B. Procedural History

Deon Davis was tried by a jury in the Superior Court of New

Jersey, Law Division, Salem County (docket number 99-02-00065-I) and was found guilty on February 23, 2000 of second degree aggravated assault, N.J.S.A. 2C:12-1b(1); third degree possession of a weapon for an unlawful purpose, N.J.S.A. 2C:39-4d; fourth degree unlawful possession of a weapon, N.J.S.A. 2C:39-5d; third degree terroristic threats, N.J.S.A. 2C:12-3b; and first degree attempted murder, N.J.S.A. 2C:11-3.

After the verdict was entered, Petitioner appealed that sentence to the Superior Court of New Jersey, Appellate Division (docket number A-5793-99T4), and his conviction and sentence were affirmed on December 17, 2001. His Petition for certification was denied by the Supreme Court on April 25, 2002. Petitioner then filed a Petition for Post Conviction Relief (PCR) in the Superior Court of New Jersey, Law Division, Salem County on November 1, 2002. On January 23, 2003 the Petition for PCR was granted in part.

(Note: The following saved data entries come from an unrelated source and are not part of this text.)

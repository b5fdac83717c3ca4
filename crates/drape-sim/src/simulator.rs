//! The simulator: one garment, an optional body, and a PBD solver.
//!
//! Per tick:
//! 1. Rescale solver parameters into garment space
//! 2. Apply a pending position reset once it is due
//! 3. Pose the body from its skin
//! 4. Run `sub_steps` solver sub-steps of `dt / sub_steps`
//! 5. Copy representatives onto welded duplicates, recompute normals

use std::time::Instant;

use drape_contact::{Body, CollisionPipeline};
use drape_garment::{BlendShapeSet, Garment};
use drape_mesh::{SkinSource, TriangleMesh};
use drape_solver::{CollisionStage, PbdSolver, SolverConfig};
use drape_telemetry::{EventBus, EventKind};
use drape_types::{DrapeError, DrapeResult};

use crate::frame::{FrameInput, TickReport};

/// Garment simulator driven once per frame by the host.
pub struct Simulator {
    config: SolverConfig,
    garment: Option<Garment>,
    solver: Option<PbdSolver>,
    pipeline: Option<CollisionPipeline>,
    events: Option<EventBus>,
    tick: u64,
}

impl Simulator {
    /// Creates an uninitialized simulator.
    pub fn new(config: SolverConfig) -> Self {
        Self {
            config,
            garment: None,
            solver: None,
            pipeline: None,
            events: None,
            tick: 0,
        }
    }

    /// Builds the garment, the solver and (with a body mesh) the
    /// collision pipeline.
    ///
    /// A second call on a ready simulator does nothing.
    pub fn init(
        &mut self,
        garment_mesh: &TriangleMesh,
        blend_shapes: BlendShapeSet,
        body_mesh: Option<&TriangleMesh>,
    ) -> DrapeResult<()> {
        if self.is_ready() {
            tracing::debug!("Simulator already initialized");
            return Ok(());
        }

        self.config.validate()?;
        let garment = Garment::init(garment_mesh, blend_shapes)?;
        let solver = PbdSolver::new(self.config.clone(), garment.vertex_count())?;
        let pipeline = match body_mesh {
            Some(mesh) => Some(CollisionPipeline::new(
                Body::init(mesh)?,
                self.config.voxel_resolution,
                garment.vertex_count(),
            )),
            None => None,
        };

        tracing::info!(
            vertices = garment.vertex_count(),
            edges = garment.edge_count(),
            body = pipeline.is_some(),
            sub_steps = self.config.sub_steps,
            iterations = self.config.iterations,
            "Simulator ready"
        );

        self.garment = Some(garment);
        self.solver = Some(solver);
        self.pipeline = pipeline;
        self.tick = 0;
        Ok(())
    }

    pub fn is_ready(&self) -> bool {
        self.garment.is_some() && self.solver.is_some()
    }

    pub fn config(&self) -> &SolverConfig {
        &self.config
    }

    pub fn garment(&self) -> Option<&Garment> {
        self.garment.as_ref()
    }

    pub fn garment_mut(&mut self) -> Option<&mut Garment> {
        self.garment.as_mut()
    }

    pub fn pipeline(&self) -> Option<&CollisionPipeline> {
        self.pipeline.as_ref()
    }

    /// Number of ticks run since `init`.
    pub fn tick_count(&self) -> u64 {
        self.tick
    }

    /// Attaches a telemetry bus; events are flushed at the end of every tick.
    pub fn set_event_bus(&mut self, bus: EventBus) {
        self.events = Some(bus);
    }

    pub fn event_bus_mut(&mut self) -> Option<&mut EventBus> {
        self.events.as_mut()
    }

    /// Detaches and returns the telemetry bus.
    pub fn take_event_bus(&mut self) -> Option<EventBus> {
        self.events.take()
    }

    /// Drops all simulation buffers. Safe to call at any time.
    pub fn teardown(&mut self) {
        if self.is_ready() {
            tracing::info!(ticks = self.tick, "Simulator torn down");
        }
        self.garment = None;
        self.solver = None;
        self.pipeline = None;
        self.tick = 0;
        if let Some(bus) = self.events.as_mut() {
            bus.finalize();
        }
    }

    /// Pins garment vertex `i` in place.
    pub fn pin(&mut self, i: usize) -> DrapeResult<()> {
        self.garment_or_err()?.pin(i)
    }

    // ─── Blend shapes ─────────────────────────────────────────

    /// Blend shape names; empty before `init`.
    pub fn blend_shape_names(&self) -> &[String] {
        self.garment
            .as_ref()
            .map(|g| g.blend_shape_names())
            .unwrap_or(&[])
    }

    pub fn blend_shape_weight(&self, index: usize) -> DrapeResult<f32> {
        self.garment
            .as_ref()
            .ok_or_else(not_ready)?
            .blend_shape_weight(index)
    }

    /// Stores a weight (0–100) and recomputes every rest length.
    pub fn set_blend_shape_weight(&mut self, index: usize, weight: f32) -> DrapeResult<()> {
        let garment = self.garment.as_mut().ok_or_else(not_ready)?;
        garment.set_blend_shape_weight(index, weight)?;
        let edges = garment.edge_count();
        self.emit(EventKind::RestShapeRecomputed { edges });
        Ok(())
    }

    /// Arms a position reset that fires on the first tick at least
    /// `RESET_SETTLE_MS` after `now`.
    pub fn request_reset_position(
        &mut self,
        now: Instant,
        skin: Option<&mut dyn SkinSource>,
    ) -> DrapeResult<()> {
        self.garment_or_err()?.request_reset_position(now, skin);
        Ok(())
    }

    // ─── Stepping ─────────────────────────────────────────────

    /// Advances the simulation by `dt` seconds.
    pub fn step(&mut self, dt: f32, frame: &mut FrameInput<'_>) -> DrapeResult<TickReport> {
        self.step_at(dt, frame, Instant::now())
    }

    /// [`Simulator::step`] with an explicit clock reading for the reset timer.
    pub fn step_at(
        &mut self,
        dt: f32,
        frame: &mut FrameInput<'_>,
        now: Instant,
    ) -> DrapeResult<TickReport> {
        let start = Instant::now();

        if !(dt.is_finite() && dt > 0.0) {
            return Err(DrapeError::InvalidConfig(format!(
                "Tick duration must be positive, got {dt}"
            )));
        }
        let (Some(garment), Some(solver)) = (self.garment.as_mut(), self.solver.as_mut()) else {
            return Err(not_ready());
        };

        let tick = self.tick;
        let emit = |kind: EventKind| {
            if let Some(bus) = self.events.as_ref() {
                bus.emit_kind(tick, kind);
            }
        };
        emit(EventKind::TickBegin { dt });

        let world_to_garment = frame.garment_to_world.inverse();
        solver.set_local_parameters(self.config.to_local(&frame.garment_to_world));

        let reset_applied =
            garment.reset_position_if_needed(frame.garment_skin, &world_to_garment, now)?;
        if reset_applied {
            emit(EventKind::PositionReset {
                vertices: garment.vertex_count(),
            });
        }

        let body_posed = match self.pipeline.as_mut() {
            Some(pipeline) => pipeline.begin_frame(frame.body_skin, &world_to_garment)?,
            None => false,
        };

        let sub_steps = self.config.sub_steps;
        let h = dt / sub_steps as f32;
        let mut report = TickReport {
            tick,
            sub_steps,
            body_posed,
            reset_applied,
            ..Default::default()
        };

        for index in 0..sub_steps {
            let stage = self
                .pipeline
                .as_mut()
                .map(|p| p as &mut dyn CollisionStage);
            let result = solver.substep(garment, h, stage)?;
            report.iterations += result.iterations;

            if let Some(summary) = result.collision {
                report.collision_sub_steps += 1;
                report.contacts += summary.contacts;
                report.active_voxels = summary.active_voxels;
                report.triangle_refs = summary.triangle_refs;
                emit(EventKind::CollisionBinning {
                    active_voxels: summary.active_voxels,
                    triangle_refs: summary.triangle_refs,
                    contacts: summary.contacts,
                });
                if let Some(capacity) = summary.grown_capacity {
                    emit(EventKind::BufferGrowth { capacity });
                }
            }
            emit(EventKind::Substep {
                index,
                iterations: result.iterations,
                wall_time: result.wall_time,
            });
        }

        garment.sync_welded_duplicates();
        garment.recompute_normals();

        report.kinetic_energy = garment.state().kinetic_energy();
        report.wall_time = start.elapsed().as_secs_f64();
        emit(EventKind::TickEnd {
            wall_time: report.wall_time,
            kinetic_energy: report.kinetic_energy,
        });

        tracing::debug!(
            tick,
            contacts = report.contacts,
            active_voxels = report.active_voxels,
            kinetic_energy = report.kinetic_energy,
            wall_ms = report.wall_time * 1000.0,
            "Tick complete"
        );

        if let Some(bus) = self.events.as_mut() {
            bus.flush();
        }
        self.tick += 1;
        Ok(report)
    }

    fn garment_or_err(&mut self) -> DrapeResult<&mut Garment> {
        self.garment.as_mut().ok_or_else(not_ready)
    }

    fn emit(&mut self, kind: EventKind) {
        if let Some(bus) = self.events.as_mut() {
            bus.emit_kind(self.tick, kind);
            bus.flush();
        }
    }
}

fn not_ready() -> DrapeError {
    DrapeError::NotReady("Simulator::init has not completed".into())
}
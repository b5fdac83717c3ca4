//! External forces, damping and velocity clamp.

use drape_math::Vec3;
use rayon::prelude::*;

use crate::config::LocalParameters;

/// `v += g·dt`, `v *= 1 - damping`, `|v| ≤ velocity_clamp`.
#[derive(Debug, Clone, Copy)]
pub struct IntegrateForces {
    pub gravity: Vec3,
    pub damping: f32,
    pub velocity_clamp: f32,
}

impl IntegrateForces {
    pub fn from_params(params: &LocalParameters) -> Self {
        Self {
            gravity: params.gravity,
            damping: params.damping,
            velocity_clamp: params.velocity_clamp,
        }
    }

    /// Pinned vertices (`inv_mass == 0`) are held at zero velocity.
    pub fn run(&self, velocities: &mut [Vec3], inv_mass: &[f32], dt: f32) {
        let gravity_step = self.gravity * dt;
        let keep = 1.0 - self.damping;
        let clamp = self.velocity_clamp;

        velocities
            .par_iter_mut()
            .zip(inv_mass.par_iter())
            .for_each(|(v, &w)| {
                if w == 0.0 {
                    *v = Vec3::ZERO;
                    return;
                }
                *v = ((*v + gravity_step) * keep).clamp_length_max(clamp);
            });
    }
}
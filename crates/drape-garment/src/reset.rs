//! Deferred position reset.
//!
//! Snapping a garment onto its skinned pose needs a skinned vertex stream
//! that reflects the latest blend-shape weights. The host renderer only
//! produces that a few frames after the weights were pushed, so a request
//! arms the reset and the snap happens once the settle time has passed
//! and the stream is available.

use std::time::{Duration, Instant};

use drape_math::{Mat4, Vec3};
use drape_mesh::SkinSource;
use drape_types::constants::RESET_SETTLE_MS;
use drape_types::{DrapeError, DrapeResult};

/// Armed/disarmed state of a pending position reset.
#[derive(Debug, Clone, Default)]
pub struct PositionReset {
    requested_at: Option<Instant>,
}

impl PositionReset {
    pub fn settle_time() -> Duration {
        Duration::from_millis(RESET_SETTLE_MS)
    }

    /// Arms the reset at `now`. A later request restarts the settle window.
    pub fn request(&mut self, now: Instant) {
        self.requested_at = Some(now);
    }

    #[inline]
    pub fn is_armed(&self) -> bool {
        self.requested_at.is_some()
    }

    /// True when armed and the settle time has elapsed at `now`.
    pub fn is_due(&self, now: Instant) -> bool {
        self.requested_at
            .is_some_and(|at| now.saturating_duration_since(at) >= Self::settle_time())
    }

    /// Writes the skinned pose into `positions` if the reset is due.
    ///
    /// Each position becomes `world_to_garment · TRS(root, 1) · skinned[i]`.
    /// Returns `Ok(false)` (and stays armed) when not yet due or when the
    /// skin stream is unavailable; disarms after a successful snap.
    pub fn apply_if_due(
        &mut self,
        skin: Option<&dyn SkinSource>,
        world_to_garment: &Mat4,
        now: Instant,
        positions: &mut [Vec3],
    ) -> DrapeResult<bool> {
        if !self.is_due(now) {
            return Ok(false);
        }
        let Some(skin) = skin else {
            tracing::trace!("Position reset pending: no garment skin attached");
            return Ok(false);
        };
        let Some(skinned) = skin.skinned_positions() else {
            tracing::trace!("Position reset pending: skin stream not ready");
            return Ok(false);
        };
        if skinned.len() != positions.len() {
            return Err(DrapeError::InvalidMesh(format!(
                "Skinned garment has {} vertices, expected {}",
                skinned.len(),
                positions.len()
            )));
        }

        let transform = *world_to_garment * skin.root_transform().to_matrix();
        for (p, &s) in positions.iter_mut().zip(skinned) {
            *p = transform.transform_point3(s);
        }

        self.requested_at = None;
        Ok(true)
    }
}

The sentence on attempted murder was amended and the balance of the Petition was denied. The PCR decision was affirmed in part and denied in part by the Appellate Division on February 18, 2004. The remand hearing was conducted on May 26, 2006 and the trial court issued a remand opinion on that same date. Petitioner then filed an appeal to the remand opinion; that appeal was denied April 4, 2008.

II. 28 U.S.C. § 2254

As amended by the Antiterrorism and Effective Death Penalty Act of 1996 (AEDPA), 28 U.S.C. § 2254 now provides, in pertinent part:

(a) The Supreme Court, a Justice thereof, a circuit judge, or a district court shall entertain an application for a writ of habeas corpus in behalf of a person in custody pursuant to the judgment of a State court only on the ground that he is in custody in violation of the Constitution or laws or treaties of the United States.

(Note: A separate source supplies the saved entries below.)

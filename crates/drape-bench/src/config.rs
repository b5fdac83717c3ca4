//! TOML run configuration for the `simulate` command.
//!
//! ```toml
//! scenario = "sphere_drape"
//! ticks = 240
//! dt = 0.016666668
//!
//! [solver]
//! iterations = 40
//! front_radius = 0.005
//! ```

use std::path::Path;

use serde::{Deserialize, Serialize};

use drape_solver::SolverConfig;
use drape_types::constants::DEFAULT_DT;
use drape_types::{DrapeError, DrapeResult};

use crate::scenarios::{Scenario, ScenarioKind};

/// One simulation run: which scenario, for how long, with which solver.
#[derive(Debug, Clone, PartialEq, Serialize, Deserialize)]
#[serde(default)]
pub struct RunConfig {
    pub scenario: ScenarioKind,
    pub ticks: u32,
    /// Tick length (seconds).
    pub dt: f32,
    pub solver: SolverConfig,
}

impl Default for RunConfig {
    fn default() -> Self {
        Self {
            scenario: ScenarioKind::HangingSheet,
            ticks: 120,
            dt: DEFAULT_DT,
            solver: SolverConfig::default(),
        }
    }
}

impl RunConfig {
    pub fn validate(&self) -> DrapeResult<()> {
        if self.ticks == 0 {
            return Err(DrapeError::InvalidConfig("ticks must be > 0".into()));
        }
        if !(self.dt.is_finite() && self.dt > 0.0) {
            return Err(DrapeError::InvalidConfig(format!(
                "dt must be positive, got {}",
                self.dt
            )));
        }
        self.solver.validate()
    }

    /// Parses and validates a TOML run configuration.
    pub fn from_toml_str(source: &str) -> DrapeResult<Self> {
        let config: Self =
            toml::from_str(source).map_err(|e| DrapeError::Serialization(e.to_string()))?;
        config.validate()?;
        Ok(config)
    }

    pub fn load(path: impl AsRef<Path>) -> DrapeResult<Self> {
        let source = std::fs::read_to_string(path)?;
        Self::from_toml_str(&source)
    }

    pub fn to_toml_string(&self) -> DrapeResult<String> {
        toml::to_string_pretty(self).map_err(|e| DrapeError::Serialization(e.to_string()))
    }

    /// The configured scenario with this run's solver and timing.
    pub fn scenario(&self) -> Scenario {
        Scenario::from_kind(self.scenario)
            .with_config(self.solver.clone())
            .with_timing(self.ticks, self.dt)
    }
}
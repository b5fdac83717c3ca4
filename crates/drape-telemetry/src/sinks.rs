//! Pluggable event sinks.

use std::sync::{Arc, Mutex};

use tracing::Level;

use crate::events::{EventKind, SimulationEvent};

/// Trait for event consumers.
///
/// Implement this to create custom telemetry outputs.
pub trait EventSink: Send {
    /// Process a single event.
    fn handle(&mut self, event: &SimulationEvent);

    /// Called when the simulation ends. Flush buffers, close files, etc.
    fn finalize(&mut self) {}

    /// Returns a human-readable name for this sink.
    fn name(&self) -> &str;
}

/// Collects events in memory.
///
/// Clones share the same storage, so a clone kept by the caller can
/// inspect what the boxed sink on the bus received.
#[derive(Debug, Clone, Default)]
pub struct VecSink {
    events: Arc<Mutex<Vec<SimulationEvent>>>,
}

impl VecSink {
    /// Creates an empty vec sink.
    pub fn new() -> Self {
        Self::default()
    }

    /// Snapshot of the collected events.
    pub fn events(&self) -> Vec<SimulationEvent> {
        self.events.lock().map(|e| e.clone()).unwrap_or_default()
    }

    pub fn len(&self) -> usize {
        self.events.lock().map(|e| e.len()).unwrap_or(0)
    }

    pub fn is_empty(&self) -> bool {
        self.len() == 0
    }
}

impl EventSink for VecSink {
    fn handle(&mut self, event: &SimulationEvent) {
        if let Ok(mut events) = self.events.lock() {
            events.push(event.clone());
        }
    }

    fn name(&self) -> &str {
        "vec_sink"
    }
}

/// Forwards events to `tracing`.
///
/// Per-sub-step events go out at `DEBUG`; everything else at the
/// sink's configured level.
pub struct TracingSink {
    level: Level,
}

impl TracingSink {
    /// Creates a new tracing sink at the given log level.
    pub fn new(level: Level) -> Self {
        Self { level }
    }
}

impl EventSink for TracingSink {
    fn handle(&mut self, event: &SimulationEvent) {
        let level = match event.kind {
            EventKind::Substep { .. } | EventKind::CollisionBinning { .. } => Level::DEBUG,
            _ => self.level,
        };
        match level {
            Level::ERROR => tracing::error!(tick = event.tick, event = ?event.kind, "simulation_event"),
            Level::WARN => tracing::warn!(tick = event.tick, event = ?event.kind, "simulation_event"),
            Level::INFO => tracing::info!(tick = event.tick, event = ?event.kind, "simulation_event"),
            Level::DEBUG => tracing::debug!(tick = event.tick, event = ?event.kind, "simulation_event"),
            _ => tracing::trace!(tick = event.tick, event = ?event.kind, "simulation_event"),
        }
    }

    fn name(&self) -> &str {
        "tracing_sink"
    }
}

With respect to any claim adjudicated on the merits in state court proceedings, the writ shall not issue unless the adjudication of the claim

(1) resulted in a decision that was contrary to, or involved an unreasonable application of, clearly established Federal law, as determinated by the Supreme Court of the United States; or

(2) resulted in a decision that was based on an unreasonable determination of the facts in light of the evidence presented in the State court proceeding.

28 U.S.C. § 2254(d).

A state court decision is "contrary to" Supreme Court precedent "if the state court applies a rule that contradicts the governing law set forth in [Supreme Court] cases," or "if the state court confronts a set of facts that are materially indistinguishable from a decision of th[e] Court and nevertheless arrives at a result different from [the Court's] precedent." Williams v. Taylor, 529 U.S. 362, 405-06 (2000) (O'Connor, J., for the Court, Part II). A state court decision "involve[s] an unreasonable application" of federal law "if the state court identifies the correct governing legal rule from [the Supreme] Court's cases but unreasonably applies it to the facts of the particular state prisoner's case," and may involve an "unreasonable application" of federal law "if the state court either unreasonably extends a legal principle from [the Supreme Court's] precedent to a new context where it should not apply or unreasonably refuses to extend that principle to a new context where it should apply," (although the Supreme Court expressly declined to decide the latter). Id. at 407-09. To be an "unreasonable application" of clearly established federal law, the state court's application must be objectively unreasonable. Id. at 409. In determining whether the state court's application of Supreme Court precedent was objectively unreasonable, a habeas court may consider the decisions of inferior federal courts. Matteo v. Superintendent, 171 F.3d 877, 890 (3d Cir. 1999).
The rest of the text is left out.